→ **TASK REQUIREMENTS**: Look through the lines below and extract any with the word "actor".

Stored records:

:::

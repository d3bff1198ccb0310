//! Domain types

pub mod actor;
pub mod evidence;
pub mod hold;
pub mod ids;
pub mod policy;

pub use actor::{Actor, Role};
pub use evidence::{
    ArchiveRequest, DeletionCheck, EvidenceRecord, HoldApplication, HoldRemoval,
    ModificationCheck, ReleaseRequest, RetentionAssignment,
};
pub use hold::{
    EvidenceDelta, HoldNotifications, LegalHold, LegalHoldDraft, LegalHoldUpdate,
    NotificationFrequency,
};
pub use ids::{IdGenerator, HOLD_ID_PREFIX, POLICY_ID_PREFIX};
pub use policy::{PolicyDraft, PolicyUpdate, RetentionPolicy, MAX_RETENTION_DAYS};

:::

→ **ANSWER BELOW**:
pub mod actor;
pub use actor::{Actor, Role};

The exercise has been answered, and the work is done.